Disrupting the Giants

As we get close to launching our first chip, one of the most frequent questions I get asked is, “How will you guys compete against other AI chips, including those from giant companies like Intel and Nvidia?”  It’s a question I love, because it leads to some great discussions around computing architectures, chip design, and how AI will be deployed to improve peoples’ lives. These can all be lengthy discussions, but for this post let me just focus on some of the design considerations that have led NovuMind to a unique, disruptive approach.

We are just at the beginning of an AI revolution, brought about by Deep Neural Networks. As this revolution unfolds, it is not surprising that there are many design approaches, building on existing technologies. The processing units that power most of today’s DNN solutions are CPUs, GPUs, and DSPs.  These are all derivatives of the von Neumann model, based on the concept of executing a computer instruction set, able to execute loops, subroutines, arithmetic functions, and so on.

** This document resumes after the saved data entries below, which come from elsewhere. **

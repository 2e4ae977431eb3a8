use screen_index::report::console::{format_console_report, format_record_line};
use screen_index::screen::screen_model::{ElementDetails, ElementRecord, RecordRect, Snapshot};

// ============================================================================
// Helper builders
// ============================================================================

fn record(index: usize, tag: &str, text: &str, priority: u32) -> ElementRecord {
    let mut details = ElementDetails::for_tag(tag);
    details.text = text.to_string();
    ElementRecord {
        index,
        xpath: format!("/body/{}[1]", tag),
        details,
        rect: RecordRect {
            x: 10.0,
            y: 20.0,
            w: 80.0,
            h: 30.0,
        },
        priority,
    }
}

// ============================================================================
// Console Reporter Tests
// ============================================================================

#[test]
fn console_report_empty_snapshot() {
    let output = format_console_report(&Snapshot::default());
    assert!(output.starts_with("=== Snapshot: 0 elements (fingerprint "));
    assert!(output.contains("(no elements)"));
}

#[test]
fn console_report_lists_records_in_snapshot_order() {
    let snapshot = Snapshot::new(vec![
        record(1, "button", "Save", 50),
        record(0, "p", "Intro", 35),
    ]);
    let output = format_console_report(&snapshot);

    assert!(output.contains("2 elements"));
    let fingerprint = snapshot.fingerprint();
    assert!(output.contains(&fingerprint[..8]));

    let save = output.find("button").unwrap();
    let intro = output.find("\"Intro\"").unwrap();
    assert!(save < intro);
}

#[test]
fn record_line_layout() {
    let mut r = record(3, "input", "", 150);
    r.details.id = Some("email".into());
    r.details.placeholder = Some("you@example.com".into());
    r.details.enabled = false;

    assert_eq!(
        format_record_line(&r),
        "[  3] 150  input #email [you@example.com] (disabled) @10,20 80x30"
    );
}

#[test]
fn aria_label_wins_over_placeholder() {
    let mut r = record(0, "input", "", 0);
    r.details.aria_label = Some("Search".into());
    r.details.placeholder = Some("Type here".into());

    let line = format_record_line(&r);
    assert!(line.contains("[Search]"));
    assert!(!line.contains("Type here"));
}

#[test]
fn long_text_is_previewed() {
    let long = "word ".repeat(20);
    let r = record(0, "p", long.trim(), 35);
    let line = format_record_line(&r);

    assert!(line.contains("...\""));
    assert!(!line.contains(long.trim()));
}
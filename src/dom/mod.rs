pub mod document;
pub mod fixture;
pub mod geometry;
pub mod page;
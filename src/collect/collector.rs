use serde::Serialize;
use tracing::{debug, info};

use crate::collect::options::CollectOptions;
use crate::dom::document::{Document, NodeId};
use crate::dom::geometry::Rect;
use crate::screen::classifier::{ElementProbe, build_classifier};
use crate::screen::details::extract_details;
use crate::screen::screen_model::{ElementRecord, Snapshot};
use crate::state::cache::GeometryCache;
use crate::state::identity::IdentityResolver;

/// Counters for one pass, in filter-chain order.
#[derive(Debug, Clone, Default, PartialEq, Eq, Serialize)]
pub struct CollectStats {
    pub enumerated: usize,
    pub skipped_hidden: usize,
    pub skipped_zero_size: usize,
    pub skipped_offscreen: usize,
    pub skipped_unclassified: usize,
    /// Discovery indices handed out (one per rect of a qualifying element).
    pub indexed_rects: usize,
    pub degenerate_rects: usize,
    pub records: usize,
    pub style_queries: usize,
    pub rect_queries: usize,
}

#[derive(Debug, Clone)]
pub struct CollectOutcome {
    pub snapshot: Snapshot,
    pub stats: CollectStats,
}

struct Candidate {
    node: NodeId,
    rect: Rect,
    index: usize,
}

/// Run one collection pass over `doc`.
///
/// Every element is visited once in document order and must survive the
/// filter chain (hidden, zero-size, off-viewport, unclassified). Each rect of
/// a survivor takes the next discovery index, degenerate rects included, so
/// indices stay stable for a given page whatever the focus filter.
pub fn collect(doc: &dyn Document, options: &CollectOptions) -> CollectOutcome {
    if options.debug {
        info!(?options, "collect config");
    }

    let classifier = build_classifier(options.mode);
    let viewport = doc.viewport();
    let focus = options.focus();

    let mut cache = GeometryCache::new(doc);
    let mut stats = CollectStats::default();
    let mut candidates = Vec::new();
    let mut next_index = 0usize;

    for node in doc.elements() {
        stats.enumerated += 1;

        let style = cache.style_of(node).clone();
        if style.is_hidden() {
            stats.skipped_hidden += 1;
            continue;
        }

        if doc.offset_size(node).is_zero() {
            stats.skipped_zero_size += 1;
            continue;
        }

        let rects = cache.rects_of(node).to_vec();
        if options.viewport_only && !viewport.intersects_any(&rects, options.viewport_expansion) {
            stats.skipped_offscreen += 1;
            continue;
        }

        let classification = classifier.classify(&ElementProbe::new(doc, node, &style));
        if !classification.qualifies() {
            stats.skipped_unclassified += 1;
            continue;
        }

        if options.debug {
            debug!(
                node = node.0,
                tag = doc.tag_name(node),
                interactive = classification.interactive,
                textual = classification.textual,
                rects = rects.len(),
                "element qualifies"
            );
        }

        for rect in rects {
            let index = next_index;
            next_index += 1;
            stats.indexed_rects += 1;

            if rect.is_degenerate() {
                stats.degenerate_rects += 1;
                continue;
            }
            if focus.is_some_and(|f| f != index) {
                continue;
            }
            candidates.push(Candidate { node, rect, index });
        }
    }

    let mut identities = IdentityResolver::new(doc);
    let mut records: Vec<ElementRecord> = candidates
        .into_iter()
        .map(|c| {
            let style = cache.style_of(c.node).clone();
            let details = extract_details(doc, c.node, &style);
            let priority = classifier.priority(&details);
            ElementRecord {
                index: c.index,
                xpath: identities.path_of(c.node).to_string(),
                details,
                rect: c.rect.into(),
                priority,
            }
        })
        .collect();

    // Stable: equal priorities keep discovery order.
    records.sort_by(|a, b| b.priority.cmp(&a.priority));

    stats.records = records.len();
    stats.style_queries = cache.style_queries();
    stats.rect_queries = cache.rect_queries();

    if options.debug {
        info!(
            enumerated = stats.enumerated,
            indexed = stats.indexed_rects,
            records = stats.records,
            "collect pass complete"
        );
    }

    CollectOutcome {
        snapshot: Snapshot::new(records),
        stats,
    }
}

But DNNs are forcing us to think about processor architectures in new ways. DNNs are not organized around the traditional instruction set model. They are more about interconnected layers and models that describe the operations between layers. The fundamental primitives are tensor operations. We can implement those primitives using traditional computing cores, and this is what is often done, but it doesn’t lead to efficient implementations. Problems arise, such as having to devote extra cycles to moving data in and out of memory in repetitive operations.

Smart researchers have been working on this, and one of the noteworthy results in recent years has been the TPU (tensor processing unit) approach, based on the “systolic array” architecture. Basically, you lay out a very regular pattern of multiply-accumulate (MAC) processing elements and you optimize to get a large, dense array of MACs in silicon. This architecture has been an important step forward in handling the types of tensor operations inherent in DNNs.

Our vision has been to bring the benefits of AI to the edge of the network – where data resides and where there are huge opportunities to deploy AI. These applications usually require low latency, low power consumption, and low cost. Here, the TPU architecture is not optimal. Consider latency: When a tensor is unfolded into matrices and they are “shifted” through a 256×256 systolic array, it takes you 256 clock cycles before the first column of data you put into the array makes it to the end. It will take another 256 clock cycles before the last column gets to the end. That’s a big latency penalty. In our chip, we have a totally different architecture, designed specifically for the 3D tensor calculations inherent in convolutional neural networks. Inspired by some of the techniques used in supercomputers to distribute data out to many nodes for parallel processing, our chip design distributes tensor data to more MAC processing elements and gets much more computation done relative to time spent moving data around.

Earlier this month, we were very pleased when the US Patent Office awarded one of our patents that specifically covers this unique native tensor processing approach. We are very proud to get this validation.

When you take a disruptive approach, you raise eyebrows and you have to answer a lot of questions, like how you can possibly compete against the giant companies. I don’t mind the questions, and I love to see peoples’ reactions when I explain our view of the market, our unique design approach, and how we will enable entirely new markets for AI. It is a very exciting time for us at NovuMind.